Por un corresponsal de Potencia

27 de junio 2013 – Chile es una de las naciones latinoamericanas donde más está creciendo la demanda energética. Según la Comisión Nacional de la Energía (CNE), para el año 2020 el país necesitará 2.700 MW adicionales. Sin embargo, los proyectos actualmente en marcha no serán suficientes para alcanzar esa capacidad de generación eléctrica.

Así lo reveló un artículo del diario chileno La Tercera, que cita fuentes de la empresa Colbún, una de las más importantes del sector energético.

Colbún augura que en el próximo sexenio habrá dificultades para satisfacer la demanda de electricidad en el país, que de acuerdo con la CNE crecerá a una tasa anual del 5,3 por ciento. Esto significa que se pasará desde los actuales 48.700 GWh al año que se registran actualmente hasta los 70.300 GWh anuales previstos para 2020.

Ante tal demanda, los proyectos en marcha se muestran insuficientes, pues su producción sólo añadiría 14.500 GWh anuales.

Ignacio Cruz, gerente general de Colbún, considera que todo el crecimiento de la demanda ha de ser abastecido con energías renovables y a precios competitivos.

En caso contrario, la producción energética se basaría en los combustibles diésel, lo que supondría “tener precios extremadamente caros y energía, a su vez, contaminante”, señala Cruz, quien añade que esa situación haría perder competitividad al país.

El gerente general de Colbún apunta a la judicialización de algunos proyectos como uno de los principales problemas que están entorpeciendo los planes energéticos.

En el momento presente hay varios proyectos que suman 8.500 MW y que todavía no han podido ser puestos en marcha a causa de estar pendientes de resolución por parte de los tribunales.

Para evitar este tipo de contratiempos, Cruz propone que las empresas encargadas de acometer las obras se acerquen de forma anticipada a las comunidades que se verán afectadas por las construcciones.

Colbún obró de esta manera para sacar adelante sus planes para construir la central hidroeléctrica Angostura, que entrará en operación a finales de 2013 y añadirá 316 MW al Sistema Interconectado Central (SIC) de Chile.
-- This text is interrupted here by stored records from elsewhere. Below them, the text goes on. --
//! Outbound mail.
//!
//! Sending is synchronous from the caller's point of view: a failed send
//! aborts the registration or reset request that triggered it.

/// Mail delivery failure.
#[derive(Debug, thiserror::Error)]
pub enum MailError {
    #[error("mail delivery to {to} failed: {reason}")]
    Delivery { to: String, reason: String },
}

/// A message ready for delivery.
#[derive(Debug, Clone, PartialEq, Eq)]
pub struct OutgoingEmail {
    pub from: String,
    pub to: String,
    pub subject: String,
    pub body: String,
}

/// Delivers mail on behalf of the account flows.
pub trait Mailer: Send + Sync {
    fn send(&self, email: &OutgoingEmail) -> Result<(), MailError>;
}

/// Writes outbound mail to the log instead of a mail server.
#[derive(Debug, Default)]
pub struct LogMailer;

impl Mailer for LogMailer {
    fn send(&self, email: &OutgoingEmail) -> Result<(), MailError> {
        tracing::info!(
            from = %email.from,
            to = %email.to,
            subject = %email.subject,
            "outbound mail:\n{}",
            email.body
        );
        Ok(())
    }
}

pub fn verification_email(from: &str, to: &str, code: &str, ttl_minutes: i64) -> OutgoingEmail {
    OutgoingEmail {
        from: from.to_string(),
        to: to.to_string(),
        subject: "Verify your email".to_string(),
        body: format!(
            "Your verification code is {}. It expires in {} minutes.",
            code, ttl_minutes
        ),
    }
}

pub fn password_reset_email(from: &str, to: &str, code: &str) -> OutgoingEmail {
    OutgoingEmail {
        from: from.to_string(),
        to: to.to_string(),
        subject: "Password reset".to_string(),
        body: format!("Your password reset code is {}.", code),
    }
}

/// Keeps sent mail in memory so tests can read the codes back.
#[cfg(test)]
#[derive(Debug, Default)]
pub struct RecordingMailer {
    sent: std::sync::Mutex<Vec<OutgoingEmail>>,
    fail: std::sync::atomic::AtomicBool,
}

#[cfg(test)]
impl RecordingMailer {
    pub fn set_failing(&self, fail: bool) {
        self.fail.store(fail, std::sync::atomic::Ordering::SeqCst);
    }

    pub fn sent(&self) -> Vec<OutgoingEmail> {
        self.sent.lock().unwrap().clone()
    }

    /// Last token of the most recent message sent to `to`, without the trailing period.
    pub fn last_code_for(&self, to: &str) -> Option<String> {
        let sent = self.sent.lock().unwrap();
        let email = sent.iter().rev().find(|e| e.to.eq_ignore_ascii_case(to))?;
        let marker = "code is ";
        let start = email.body.find(marker)? + marker.len();
        email.body[start..]
            .split(|c: char| c == '.' || c.is_whitespace())
            .next()
            .map(str::to_string)
    }
}

#[cfg(test)]
impl Mailer for RecordingMailer {
    fn send(&self, email: &OutgoingEmail) -> Result<(), MailError> {
        if self.fail.load(std::sync::atomic::Ordering::SeqCst) {
            return Err(MailError::Delivery {
                to: email.to.clone(),
                reason: "mail server unavailable".to_string(),
            });
        }
        self.sent.lock().unwrap().push(email.clone());
        Ok(())
    }
}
Colbún aportará aproximadamente el 30 por ciento de la energía que el país requerirá entre 2014 y 2020. Lo hará gracias a la construcción de una segunda unidad a carbón en la planta de Santa María, que añadirá 517 MW y comenzará a operar en 2018 de acuerdo con las previsiones de la CNE. La unidad ya existente aporta 342 MW.

Pero el plan más ambicioso de los que se prevén llevar a cabo en Chile es el de HidroAysén, en el que la propia Colbún colabora con la firma española Endesa.

El proyecto consistirá en la construcción de cinco embalses en el sur del país –a 1.800 kilómetros de la capital, Santiago- cuya producción sumaría 2.750 MW al SIC según las empresas constructoras.

Sin embargo, los planes para HidroAysén se encuentran paralizados pese a contar con la aprobación ambiental pertinente, y ello se ha debido a las movilizaciones y protestas por parte de grupos ecologistas contrarios a la realización de las obras.

El proyecto de HidroAysén aprovecharía aguas de los ríos Pascua y Baker y supondría una inversión de 3.200 millones de dólares que harían posible una generación media anual de 18.430 GWh.

Daniel Fernández, vice presidente ejecutivo del proyecto HidroAysén, afirmó en declaraciones recogidas por la agencia Efe que Chile necesita planes hidráulicos como el que él defiende, dado que gran parte de la producción energética del país procede de centrales térmicas, muchas de las cuales funcionan mediante hidrocarburos que han de ser importados y tienen un alto coste.

El futuro de HidroAysén dependerá en buena parte del resultado de las elecciones presidenciales que se celebrarán en Chile a finales de este año.

La precandidata socialista, Michelle Bachelet –quien ya presidió el país entre 2006 y 2010- expresó sus dudas sobre las posibilidades que el proyecto tiene de salir adelante. Según La Tercera, la expresidenta comentó sobre HidroAysén que “no es viable” y que “no estoy a favor de eso”.

Bachelet tiene muchas opciones de retornar a la jefatura del Estado, y en caso de mantener su recelo hacia HidroAysén, varios expertos consultados por Diario Financiero temen que en la próxima década pueda agravarse la crisis energética.

María Isabel González, exsecretaria ejecutiva de la CNE, subraya que las hidráulicas dan “la base limpia y eficiente para abastecer la demanda a cualquier hora del día o de la noche”.

Francisco Aguirre, de Electroconsultores, añade que HidroAysén “es irreemplazable” por la reducción de costes de producción y bajada de precios que supondría para el sector eléctrico.